Gordon Brown, the embattled UK prime minister, was quick to jump on the bank-bashing bandwagon again on Sunday, with an attack on Goldman's "moral bankruptcy". Well, that is something he knows plenty about. But behind the rhetoric, there are some obvious reasons that Goldman, and especially its attention-seeking chief executive Lloyd Blankfein, are under such intense bombardment. First, Goldman was the most innovative of the big Wall Street banks in devising complex financial instruments for investors. Goldman was the leading advocate of collateralised debt obligations (CDOs), the instruments backed in many cases by non-existent or worthless "trailer trash" mortgages.

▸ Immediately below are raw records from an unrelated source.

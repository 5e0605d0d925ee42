use std::str::FromStr;

use icu_locale::{Locale, locale};
use icu_plurals::provider::{Baked, PluralsCardinalV1, PluralsOrdinalV1};
use icu_plurals::{PluralCategory, PluralOperands, PluralRuleType, PluralRules};
use tracing::warn;

use crate::locale::locale_with_data;

/// Cardinal rules drive `plural`, ordinal rules drive `selectordinal`.
#[derive(Debug, Clone, Copy, PartialEq, Eq, Hash)]
pub enum PluralKind {
    Cardinal,
    Ordinal,
}

impl From<PluralKind> for PluralRuleType {
    fn from(kind: PluralKind) -> Self {
        match kind {
            PluralKind::Cardinal => PluralRuleType::Cardinal,
            PluralKind::Ordinal => PluralRuleType::Ordinal,
        }
    }
}

/// Load plural rules for a locale, using `en` when CLDR has no rules for the
/// locale or any of its parents. `None` only if even `en` cannot be loaded;
/// callers then treat every number as `other`.
pub fn load_plural_rules(locale: &Locale, kind: PluralKind) -> Option<PluralRules> {
    let locale = match kind {
        PluralKind::Cardinal => locale_with_data::<PluralsCardinalV1, _>(&Baked, locale, "plural rules"),
        PluralKind::Ordinal => locale_with_data::<PluralsOrdinalV1, _>(&Baked, locale, "ordinal rules"),
    };
    match PluralRules::try_new(locale.clone().into(), PluralRuleType::from(kind).into()) {
        Ok(rules) => Some(rules),
        Err(e) => {
            warn!(locale = %locale, error = %e, "failed to load plural rules, using \"en\"");
            PluralRules::try_new(locale!("en").into(), PluralRuleType::from(kind).into()).ok()
        }
    }
}

/// CLDR selector name for a category, as written in ICU branches.
pub fn category_name(category: PluralCategory) -> &'static str {
    match category {
        PluralCategory::Zero => "zero",
        PluralCategory::One => "one",
        PluralCategory::Two => "two",
        PluralCategory::Few => "few",
        PluralCategory::Many => "many",
        PluralCategory::Other => "other",
    }
}

/// Category of a number. Integers go through the integer operands; other
/// values are parsed from their decimal representation so that visible
/// fraction digits count (`1.5` is not `one` in English).
pub fn category_for(rules: &PluralRules, value: f64) -> PluralCategory {
    let magnitude = value.abs();
    if magnitude.fract() == 0.0 && magnitude <= i64::MAX as f64 {
        return rules.category_for(magnitude as i64);
    }
    match PluralOperands::from_str(&magnitude.to_string()) {
        Ok(operands) => rules.category_for(operands),
        Err(_) => PluralCategory::Other,
    }
}

/// Categories a locale actually uses, in CLDR order.
///
/// Samples representative numbers for each category; a category is reported
/// when one of its samples lands on it.
pub fn plural_categories(locale: &Locale, kind: PluralKind) -> Vec<&'static str> {
    let Some(rules) = load_plural_rules(locale, kind) else {
        return vec![category_name(PluralCategory::Other)];
    };

    let samples_by_category = [
        (PluralCategory::Zero, vec![0u32]),
        (PluralCategory::One, vec![1u32, 21, 31, 41]),
        (PluralCategory::Two, vec![2u32, 22, 32]),
        (PluralCategory::Few, vec![3u32, 4, 23, 24, 103]),
        (PluralCategory::Many, vec![5u32, 6, 11, 20, 101, 1_000_000]),
        (
            PluralCategory::Other,
            vec![6u32, 7, 8, 9, 10, 25, 100, 1000],
        ),
    ];

    let mut categories = Vec::new();
    for (expected, samples) in samples_by_category.iter() {
        let used = samples
            .iter()
            .any(|&sample| rules.category_for(sample as usize) == *expected);
        // in some locales (e.g. Russian) only fractions reach `other`
        let used = used
            || (*expected == PluralCategory::Other
                && PluralOperands::from_str("1.5")
                    .map(|operands| rules.category_for(operands) == PluralCategory::Other)
                    .unwrap_or(false));
        if used {
            categories.push(category_name(*expected));
        }
    }
    categories
}

#[cfg(test)]
mod tests {
    use super::*;
    use rstest::rstest;

    fn rules(tag: &str, kind: PluralKind) -> PluralRules {
        load_plural_rules(&tag.parse().unwrap(), kind).unwrap()
    }

    #[rstest]
    #[case(0.0, "other")]
    #[case(1.0, "one")]
    #[case(2.0, "other")]
    #[case(1.5, "other")]
    #[case(-1.0, "one")]
    fn test_english_cardinal(#[case] value: f64, #[case] expected: &str) {
        let rules = rules("en", PluralKind::Cardinal);
        assert_eq!(category_name(category_for(&rules, value)), expected);
    }

    #[rstest]
    #[case(1.0, "one")]
    #[case(2.0, "two")]
    #[case(3.0, "few")]
    #[case(4.0, "other")]
    #[case(11.0, "other")]
    #[case(22.0, "two")]
    fn test_english_ordinal(#[case] value: f64, #[case] expected: &str) {
        let rules = rules("en", PluralKind::Ordinal);
        assert_eq!(category_name(category_for(&rules, value)), expected);
    }

    #[rstest]
    #[case(1.0, "one")]
    #[case(2.0, "few")]
    #[case(5.0, "many")]
    #[case(21.0, "one")]
    fn test_russian_cardinal(#[case] value: f64, #[case] expected: &str) {
        let rules = rules("ru", PluralKind::Cardinal);
        assert_eq!(category_name(category_for(&rules, value)), expected);
    }

    #[rstest]
    #[case("xx")]
    #[case("zz-ZZ")]
    #[case("qaa")]
    fn test_locale_without_rules_uses_english(#[case] tag: &str) {
        let cardinal = rules(tag, PluralKind::Cardinal);
        assert_eq!(category_name(category_for(&cardinal, 1.0)), "one");
        assert_eq!(category_name(category_for(&cardinal, 2.0)), "other");
        let ordinal = rules(tag, PluralKind::Ordinal);
        assert_eq!(category_name(category_for(&ordinal, 2.0)), "two");
    }

    #[test]
    fn test_regional_locale_uses_language_rules() {
        let rules = rules("fr-CA", PluralKind::Cardinal);
        assert_eq!(category_name(category_for(&rules, 0.0)), "one");
    }

    #[test]
    fn test_plural_categories_english() {
        let locale: Locale = "en".parse().unwrap();
        assert_eq!(
            plural_categories(&locale, PluralKind::Cardinal),
            vec!["one", "other"]
        );
        assert_eq!(
            plural_categories(&locale, PluralKind::Ordinal),
            vec!["one", "two", "few", "other"]
        );
    }

    #[test]
    fn test_plural_categories_arabic() {
        let locale: Locale = "ar".parse().unwrap();
        assert_eq!(
            plural_categories(&locale, PluralKind::Cardinal),
            vec!["zero", "one", "two", "few", "many", "other"]
        );
    }

    #[test]
    fn test_plural_categories_japanese() {
        let locale: Locale = "ja".parse().unwrap();
        assert_eq!(plural_categories(&locale, PluralKind::Cardinal), vec!["other"]);
    }
}
use serde_json::Value;
use std::fs;
use std::path::Path;
use tracing::{debug, warn};

use crate::error::LoadError;
use crate::table::{TranslationEntry, TranslationTable};
use crate::translator::TranslatorSettings;

fn read_file(path: &Path) -> Result<String, LoadError> {
    fs::read_to_string(path).map_err(|source| LoadError::Io {
        path: path.display().to_string(),
        source,
    })
}

fn parse_object(
    content: &str,
    origin: &str,
) -> Result<serde_json::Map<String, Value>, LoadError> {
    let json: Value = serde_json::from_str(content).map_err(|source| LoadError::Json {
        origin: origin.to_string(),
        source,
    })?;
    match json {
        Value::Object(object) => Ok(object),
        _ => Err(LoadError::InvalidTable {
            origin: origin.to_string(),
            reason: "root must be an object".to_string(),
        }),
    }
}

/// Parse a translation table from JSON.
///
/// The JSON should have the following structure:
/// ```json
/// {
///     "@metadata": { ... },  // Ignored
///     "greeting_title": {
///         "description": "Title of the welcome page",
///         "en": "Welcome",
///         "de": "Willkommen"
///     }
/// }
/// ```
///
/// Keys starting with `@` are metadata and skipped, at both levels. Entries
/// that are not objects and templates that are not strings are skipped with
/// a warning. `origin` names the source in errors and logs.
pub fn load_table_from_str(json: &str, origin: &str) -> Result<TranslationTable, LoadError> {
    let object = parse_object(json, origin)?;

    let mut table = TranslationTable::new();
    for (key, value) in &object {
        if key.starts_with('@') {
            continue;
        }
        let Some(fields) = value.as_object() else {
            warn!(origin, key = %key, "entry is not an object, skipping");
            continue;
        };

        let mut entry = TranslationEntry::default();
        for (field, value) in fields {
            if field.starts_with('@') {
                continue;
            }
            match (field.as_str(), value.as_str()) {
                ("description", Some(description)) => entry.description = description.to_string(),
                (_, Some(template)) => {
                    entry.set_translation(field, template);
                }
                (_, None) => {
                    warn!(origin, key = %key, field = %field, "value is not a string, skipping");
                }
            }
        }
        table.with_entry(key, entry);
    }

    debug!(origin, keys = table.len(), "loaded translation table");
    Ok(table)
}

pub fn load_table_from_file(path: &Path) -> Result<TranslationTable, LoadError> {
    let content = read_file(path)?;
    load_table_from_str(&content, &path.display().to_string())
}

/// Build a table from a directory of per-language message files.
///
/// Each `*.json` file is a flat `key → template` object and its file stem is
/// the language: `en.json` → `"en"`, `zh-hans.json` → `"zh-hans"`. Files are
/// read in name order.
pub fn load_table_from_dir(dir: &Path) -> Result<TranslationTable, LoadError> {
    let io_error = |source| LoadError::Io {
        path: dir.display().to_string(),
        source,
    };

    let mut paths = Vec::new();
    for entry in fs::read_dir(dir).map_err(io_error)? {
        let path = entry.map_err(io_error)?.path();
        if path.extension().and_then(|ext| ext.to_str()) == Some("json") {
            paths.push(path);
        }
    }
    paths.sort();

    let mut table = TranslationTable::new();
    for path in paths {
        let origin = path.display().to_string();
        let Some(language) = path.file_stem().and_then(|stem| stem.to_str()) else {
            return Err(LoadError::InvalidTable {
                origin,
                reason: "file name is not valid UTF-8".to_string(),
            });
        };

        let object = parse_object(&read_file(&path)?, &origin)?;
        for (key, value) in &object {
            if key.starts_with('@') {
                continue;
            }
            match value.as_str() {
                Some(template) => table.add_translation(key, language, template),
                None => warn!(origin = %origin, key = %key, "message is not a string, skipping"),
            }
        }
    }

    debug!(dir = %dir.display(), keys = table.len(), "loaded message directory");
    Ok(table)
}

/// Load [`TranslatorSettings`] from a JSON file.
pub fn load_settings_from_file(path: &Path) -> Result<TranslatorSettings, LoadError> {
    let origin = path.display().to_string();
    serde_json::from_str(&read_file(path)?).map_err(|source| LoadError::Json { origin, source })
}

#[cfg(test)]
mod tests {
    use super::*;
    use crate::fallback::MissingStrategy;

    const TABLE: &str = r#"{
        "@metadata": { "authors": ["someone"] },
        "greeting_title": {
            "description": "Title of the welcome page",
            "en": "Welcome",
            "de": "Willkommen",
            "@comment": "ignored"
        },
        "cart.items": {
            "description": "Cart size",
            "en": "{count, plural, one {# item} other {# items}}",
            "es": "",
            "fr": 3
        },
        "stray": "not an entry"
    }"#;

    #[test]
    fn test_load_table_from_str() {
        let table = load_table_from_str(TABLE, "inline").unwrap();
        assert_eq!(table.keys(), vec!["cart.items", "greeting_title"]);

        let entry = table.get("greeting_title").unwrap();
        assert_eq!(entry.description, "Title of the welcome page");
        assert_eq!(entry.get("de"), Some("Willkommen"));
        assert_eq!(entry.languages().collect::<Vec<_>>(), vec!["de", "en"]);

        let cart = table.get("cart.items").unwrap();
        assert_eq!(cart.get("es"), Some(""));
        assert_eq!(cart.get("fr"), None);
    }

    #[test]
    fn test_invalid_json() {
        let err = load_table_from_str("{", "inline").unwrap_err();
        assert!(matches!(err, LoadError::Json { .. }));
        assert!(err.to_string().contains("inline"));
    }

    #[test]
    fn test_root_must_be_object() {
        let err = load_table_from_str("[]", "inline").unwrap_err();
        assert!(matches!(err, LoadError::InvalidTable { .. }));
    }

    #[test]
    fn test_missing_file() {
        let err = load_table_from_file(Path::new("/nonexistent/table.json")).unwrap_err();
        assert!(matches!(err, LoadError::Io { .. }));
    }

    #[test]
    fn test_load_table_from_dir() {
        let dir = std::env::temp_dir().join(format!("typekit-i18n-loader-{}", std::process::id()));
        fs::create_dir_all(&dir).unwrap();
        fs::write(dir.join("en.json"), r#"{"@metadata": {}, "hello": "Hello", "bye": "Bye"}"#).unwrap();
        fs::write(dir.join("fr.json"), r#"{"hello": "Bonjour", "count": 2}"#).unwrap();
        fs::write(dir.join("notes.txt"), "ignored").unwrap();

        let table = load_table_from_dir(&dir).unwrap();
        fs::remove_dir_all(&dir).unwrap();

        assert_eq!(table.keys(), vec!["bye", "hello"]);
        assert_eq!(table.get("hello").and_then(|entry| entry.get("fr")), Some("Bonjour"));
        assert_eq!(table.get("bye").and_then(|entry| entry.get("fr")), None);
    }

    #[test]
    fn test_load_settings_from_file() {
        let path = std::env::temp_dir().join(format!("typekit-i18n-settings-{}.json", std::process::id()));
        fs::write(&path, r#"{"defaultLanguage": "en", "missingStrategy": "strict"}"#).unwrap();
        let settings = load_settings_from_file(&path).unwrap();
        fs::remove_file(&path).unwrap();

        assert_eq!(settings.default_language, "en");
        assert_eq!(settings.missing_strategy, MissingStrategy::Strict);
        assert!(settings.locale_by_language.is_empty());
    }
}
impl<'a> RenderContext<'a> {
    /// A context whose language is also its default language and locale.
    pub fn new(key: &'a str, language: &'a str, values: &'a HashMap<String, PlaceholderValue>) -> Self {
        RenderContext {
            key,
            language,
            default_language: language,
            locale: language,
            values,
            formatters: None,
        }
    }

    pub fn with_locale(mut self, locale: &'a str) -> Self {
        self.locale = locale;
        self
    }

    pub fn with_default_language(mut self, default_language: &'a str) -> Self {
        self.default_language = default_language;
        self
    }

    pub fn with_formatters(mut self, formatters: &'a HashMap<String, Formatter>) -> Self {
        self.formatters = Some(formatters);
        self
    }

    fn substitute(&self, inner: &str) -> Option<String> {
        let captures = PLACEHOLDER_RE.captures(inner)?;
        let name = captures.get(1)?.as_str();
        let value = self.values.get(name)?;
        let Some(formatter_name) = captures.get(2).map(|m| m.as_str()) else {
            return Some(value.to_string());
        };
        match self.formatters.and_then(|formatters| formatters.get(formatter_name)) {
            Some(formatter) => Some(formatter(
                value,
                &FormatterContext {
                    key: self.key,
                    language: self.language,
                    default_language: self.default_language,
                    placeholder_key: name,
                    formatter_name,
                },
            )),
            None => Some(value.to_string()),
        }
    }
}

impl fmt::Debug for RenderContext<'_> {
    fn fmt(&self, f: &mut fmt::Formatter<'_>) -> fmt::Result {
        f.debug_struct("RenderContext")
            .field("key", &self.key)
            .field("language", &self.language)
            .field("default_language", &self.default_language)
            .field("locale", &self.locale)
            .field("values", &self.values)
            .field(
                "formatters",
                &self.formatters.map(|formatters| formatters.keys().collect::<Vec<_>>()),
            )
            .finish()
    }
}
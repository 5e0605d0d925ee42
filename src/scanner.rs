//! Quote scanning and brace matching.
//!
//! ICU quoting: a doubled apostrophe (`''`) is a literal apostrophe and never
//! changes state; a single apostrophe opens or closes a quoted run. Nothing
//! inside a quoted run is structural. All functions here are pure and work on
//! byte indices; every structural character is ASCII, so the indices they
//! return are always char boundaries.

const QUOTE: u8 = b'\'';

/// Advance over the byte at `index`, returning the next index and the
/// quoting state after it.
fn step(bytes: &[u8], index: usize, quoted: bool) -> (usize, bool) {
    if bytes[index] == QUOTE {
        if bytes.get(index + 1) == Some(&QUOTE) {
            return (index + 2, quoted);
        }
        return (index + 1, !quoted);
    }
    (index + 1, quoted)
}

/// Whether `position` lies inside an unterminated quoted run, scanning from
/// the start of `text`.
pub fn is_quoted_position(text: &str, position: usize) -> bool {
    let bytes = text.as_bytes();
    let mut index = 0;
    let mut quoted = false;
    while index < position && index < bytes.len() {
        (index, quoted) = step(bytes, index, quoted);
    }
    quoted
}

/// Iterate over `(index, byte)` pairs from `start` that are not quoted.
///
/// The quoting state at `start` is computed from the beginning of `text`.
/// The second apostrophe of a `''` pair is skipped entirely.
pub(crate) fn unquoted_bytes(text: &str, start: usize) -> impl Iterator<Item = (usize, u8)> + '_ {
    let bytes = text.as_bytes();
    let mut index = start;
    let mut quoted = is_quoted_position(text, start);
    std::iter::from_fn(move || {
        while index < bytes.len() {
            let current = index;
            let was_quoted = quoted;
            (index, quoted) = step(bytes, current, quoted);
            if bytes[current] == QUOTE || was_quoted {
                continue;
            }
            return Some((current, bytes[current]));
        }
        None
    })
}

/// Index of the `}` that closes the `{` at `start`, or `None` if unterminated.
pub fn find_matching_brace(value: &str, start: usize) -> Option<usize> {
    let mut depth = 0usize;
    for (index, byte) in unquoted_bytes(value, start) {
        match byte {
            b'{' => depth += 1,
            b'}' => {
                depth = depth.saturating_sub(1);
                if depth == 0 {
                    return Some(index);
                }
            }
            _ => {}
        }
    }
    None
}

/// Index of the first unquoted `,` at nesting depth 0 at or after `start`.
pub fn find_top_level_comma(value: &str, start: usize) -> Option<usize> {
    let mut depth = 0usize;
    for (index, byte) in unquoted_bytes(value, start) {
        match byte {
            b'{' => depth += 1,
            // stray closing braces never push depth below zero
            b'}' => depth = depth.saturating_sub(1),
            b',' if depth == 0 => return Some(index),
            _ => {}
        }
    }
    None
}

/// Remove ICU quoting: `''` becomes `'`, and the apostrophes delimiting a
/// quoted run are dropped while its content is kept.
pub fn unescape_icu_text(text: &str) -> String {
    let mut result = String::with_capacity(text.len());
    let mut chars = text.chars().peekable();
    while let Some(ch) = chars.next() {
        if ch == '\'' {
            if chars.peek() == Some(&'\'') {
                chars.next();
                result.push('\'');
            }
            continue;
        }
        result.push(ch);
    }
    result
}

/// Double every apostrophe so that text spliced into a rendered message
/// survives [`unescape_icu_text`] unchanged.
pub fn escape_apostrophes(text: &str) -> String {
    text.replace('\'', "''")
}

In the boom years, Goldman clients could not get enough of these deals, which looked a sure-fire way to get in on the property boom without actually buying property. The CDO market back then was as unregulated as the Klondyke gold rush, and many rules were bent in the scramble to sell these products. Second, and again this is testimony to the bank's technical expertise and vision, Goldman was also the first of the big Wall Street banks to see that the boom was unsustainable, and so began to devise products that would allow investors to make money out of the looming downturn in asset values. The charge against the bank now is that its actions accelerated the collapse.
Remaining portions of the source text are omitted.